His successor to the Chair of Peter, Pope Pius XII of happy memory, stood with the Jewish People during their painful trial, and rescued anywhere between 800,000 and 1.5 million of the Jewish People. The Historical Record: What Pius XII Did for the Jews: http://www.catholicleague.org/pius/dalinframe.htm

The anti-Semitism of the Saint Benedict Center and other "traditional Catholic" groups in no way represents the mind of the Church.

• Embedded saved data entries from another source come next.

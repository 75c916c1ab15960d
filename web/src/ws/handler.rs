use crate::AppState;
use axum::extract::ws::{close_code, CloseFrame, Message, WebSocket, WebSocketUpgrade};
use axum::extract::{ConnectInfo, State};
use axum::response::IntoResponse;
use fanout::Connection;
use futures::StreamExt;
use log::*;
use std::net::SocketAddr;

/// Upgrades the request and keeps the socket open for streamed messages.
pub(crate) async fn stream_handler(
    ws: WebSocketUpgrade,
    ConnectInfo(remote): ConnectInfo<SocketAddr>,
    State(app_state): State<AppState>,
) -> impl IntoResponse {
    debug!("Upgrading stream connection from {remote}");
    ws.on_upgrade(move |socket| handle_socket(socket, remote, app_state))
}

/// Drives one connection from connect to disconnect.
///
/// The write half goes to the shared transport for the dispatcher; this task
/// only reads. Text frames are handed to the manager in arrival order.
async fn handle_socket(socket: WebSocket, remote: SocketAddr, app_state: AppState) {
    let connection = Connection::new(remote);
    let manager = app_state.manager();
    let (sink, mut stream) = socket.split();

    app_state.transport.register(connection.id(), sink);
    manager.on_connect(&connection);

    let (code, reason) = loop {
        match stream.next().await {
            Some(Ok(Message::Text(text))) => {
                manager.on_message(&connection, text.as_str()).await;
            }
            Some(Ok(Message::Close(frame))) => break close_details(frame),
            Some(Ok(_)) => {
                trace!("Ignoring non-text frame from {connection}");
            }
            Some(Err(e)) => {
                warn!("Read error on {connection}: {e}");
                break (close_code::ERROR, e.to_string());
            }
            None => break (close_code::ABNORMAL, String::new()),
        }
    };

    app_state.transport.unregister(&connection.id());
    manager.on_disconnect(&connection, code, &reason);
}

fn close_details(frame: Option<CloseFrame>) -> (u16, String) {
    match frame {
        Some(frame) => (frame.code, frame.reason.to_string()),
        None => (close_code::STATUS, String::new()),
    }
}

"Being a lover of freedom, when the Nazi revolution came in Germany, I looked to the universities to defend it, knowing that they had always boasted of their devotion to the cause of truth; but, no, the universities immediately were silenced. Then I looked to the great editors of the newspapers, whose flaming editorials in days gone by had proclaimed their love of freedom: but they, like the universities, were silenced in a few short weeks. Only the Catholic Church stood squarely across the path of Hitler's campaign for suppressing the truth. I never had any special interest in the Church before, but now I feel a great affection and admiration because the Church alone has had the courage and persistence to stand for intellectual truth and moral freedom. I am forced thus to confess that what I once despised, I now praise unreservedly."

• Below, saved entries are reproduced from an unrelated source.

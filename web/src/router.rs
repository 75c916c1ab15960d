use crate::controller::{fallback_controller, health_check_controller};
use crate::ws::handler::stream_handler;
use crate::AppState;
use axum::http::{header, HeaderName, HeaderValue, Method};
use axum::{routing::get, Router};
use log::*;
use tower_http::cors::{AllowOrigin, CorsLayer};

pub fn define_routes(app_state: AppState) -> Router {
    let cors = cors_layer(&app_state.service.config.allowed_origins);

    Router::new()
        .merge(health_routes())
        .merge(stream_routes(app_state))
        .fallback(fallback_controller::not_found)
        .layer(cors)
}

fn health_routes() -> Router {
    Router::new().route("/health", get(health_check_controller::health_check))
}

fn stream_routes(app_state: AppState) -> Router {
    let path = app_state.service.config.stream_path().to_string();
    Router::new()
        .route(&path, get(stream_handler))
        .with_state(app_state)
}

fn cors_layer(allowed_origins: &[String]) -> CorsLayer {
    let origins: Vec<HeaderValue> = allowed_origins
        .iter()
        .filter_map(|origin| match HeaderValue::from_str(origin) {
            Ok(value) => Some(value),
            Err(_) => {
                warn!("Ignoring invalid CORS origin {origin:?}");
                None
            }
        })
        .collect();

    CorsLayer::new()
        .allow_origin(AllowOrigin::list(origins))
        .allow_methods([
            Method::DELETE,
            Method::POST,
            Method::GET,
            Method::PATCH,
            Method::PUT,
            Method::OPTIONS,
        ])
        .allow_headers([
            header::CONTENT_TYPE,
            header::AUTHORIZATION,
            HeaderName::from_static("x-requested-with"),
        ])
        .expose_headers([header::CONTENT_TYPE, header::CONTENT_LENGTH])
}

#[cfg(test)]
mod tests {
    use super::*;
    use crate::test_state;
    use axum::body::{to_bytes, Body};
    use axum::http::{Request, StatusCode};
    use serde_json::{json, Value};
    use tower::ServiceExt;

    #[tokio::test]
    async fn test_health_check_responds_healthy() {
        let response = define_routes(test_state())
            .oneshot(Request::get("/health").body(Body::empty()).unwrap())
            .await
            .unwrap();

        assert_eq!(response.status(), StatusCode::OK);
        let body = to_bytes(response.into_body(), 1024).await.unwrap();
        assert_eq!(&body[..], b"healthy");
    }

    #[tokio::test]
    async fn test_unknown_route_returns_json_404() {
        let response = define_routes(test_state())
            .oneshot(Request::post("/v1/nothing").body(Body::empty()).unwrap())
            .await
            .unwrap();

        assert_eq!(response.status(), StatusCode::NOT_FOUND);
        let body = to_bytes(response.into_body(), 1024).await.unwrap();
        let value: Value = serde_json::from_slice(&body).unwrap();
        assert_eq!(value, json!({"status": "error", "info": "Resource not found."}));
    }

    #[tokio::test]
    async fn test_stream_route_requires_websocket_upgrade() {
        let response = define_routes(test_state())
            .oneshot(Request::get("/v1/stream").body(Body::empty()).unwrap())
            .await
            .unwrap();

        assert_ne!(response.status(), StatusCode::NOT_FOUND);
        assert!(response.status().is_client_error());
    }

    #[tokio::test]
    async fn test_cors_preflight_allows_configured_origin() {
        let request = Request::builder()
            .method(Method::OPTIONS)
            .uri("/health")
            .header(header::ORIGIN, "http://localhost:3000")
            .header(header::ACCESS_CONTROL_REQUEST_METHOD, "GET")
            .body(Body::empty())
            .unwrap();

        let response = define_routes(test_state()).oneshot(request).await.unwrap();

        assert_eq!(
            response
                .headers()
                .get(header::ACCESS_CONTROL_ALLOW_ORIGIN)
                .unwrap(),
            "http://localhost:3000"
        );
    }

    #[tokio::test]
    async fn test_cors_rejects_unlisted_origin() {
        let request = Request::builder()
            .uri("/health")
            .header(header::ORIGIN, "https://evil.example")
            .body(Body::empty())
            .unwrap();

        let response = define_routes(test_state()).oneshot(request).await.unwrap();

        assert!(response
            .headers()
            .get(header::ACCESS_CONTROL_ALLOW_ORIGIN)
            .is_none());
    }
}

- Nobel Prize winning Physicist Albert Einstein, a refugee from Nazi Germany.

3 comments:

Anonymous said...

Mr. Melanson, good for you. This is something we don't hear in my country of the Philippines. Thank you my friend in Christ. Salamat.

JayG said...

Again, great work Paul.
As Jesuit Father Peter Gumpel, the postulator of Pius XII's cause, said in a Zenit Interview March 3, 2004:

"Pius XI and Pacelli thought the propositions were not very effective, so they decided that an encyclical [Mit Brennender Sorge] was better...
The publication of "Mit Brennender Sorge" was kept secret for security reasons. The Nazis discovered it only on the afternoon of Saturday, March 20, 1937, shortly before it was read and distributed in churches.

The Nazis were informed by an employee of the press that was printing the copies of the encyclical. "Mit Brennender Sorge" was read and distributed in all churches during the Mass on Sunday, March 21, 1937.

For a while, the Nazis considered intervening in the churches, but they would have run the risk of a civil war. The Hitler regime was caught totally unawares.

French intellectual Robert D'Harcourt, who was in Germany at the time, wrote in Etudes/Revue Catholique d'Interet General, of May 5, 1937, that the publication of "Mit Brennender Sorge" was like a bomb.

The Catholic organization had not made a mistake; ... it succeeded in getting around the control of the Gestapo and had reached the churches.

On that occasion, the Catholic community also showed notable moral solidity. The people were happy and Hitler was furious. He ordered the confiscation of the presses that had printed the encyclical and the arrest of those responsible.

If it was so difficult to have the encyclical reach the population, how can [critics of Pius XII] think that it would have been possible to send so many individual propositions of the Holy Office?"

Cleghornboy said...

I couldn't have said it better Jay. Thanks for that insightful post. Most welcome indeed. Robert, thank you for the kind note. I pray for the Philippines as often as I can.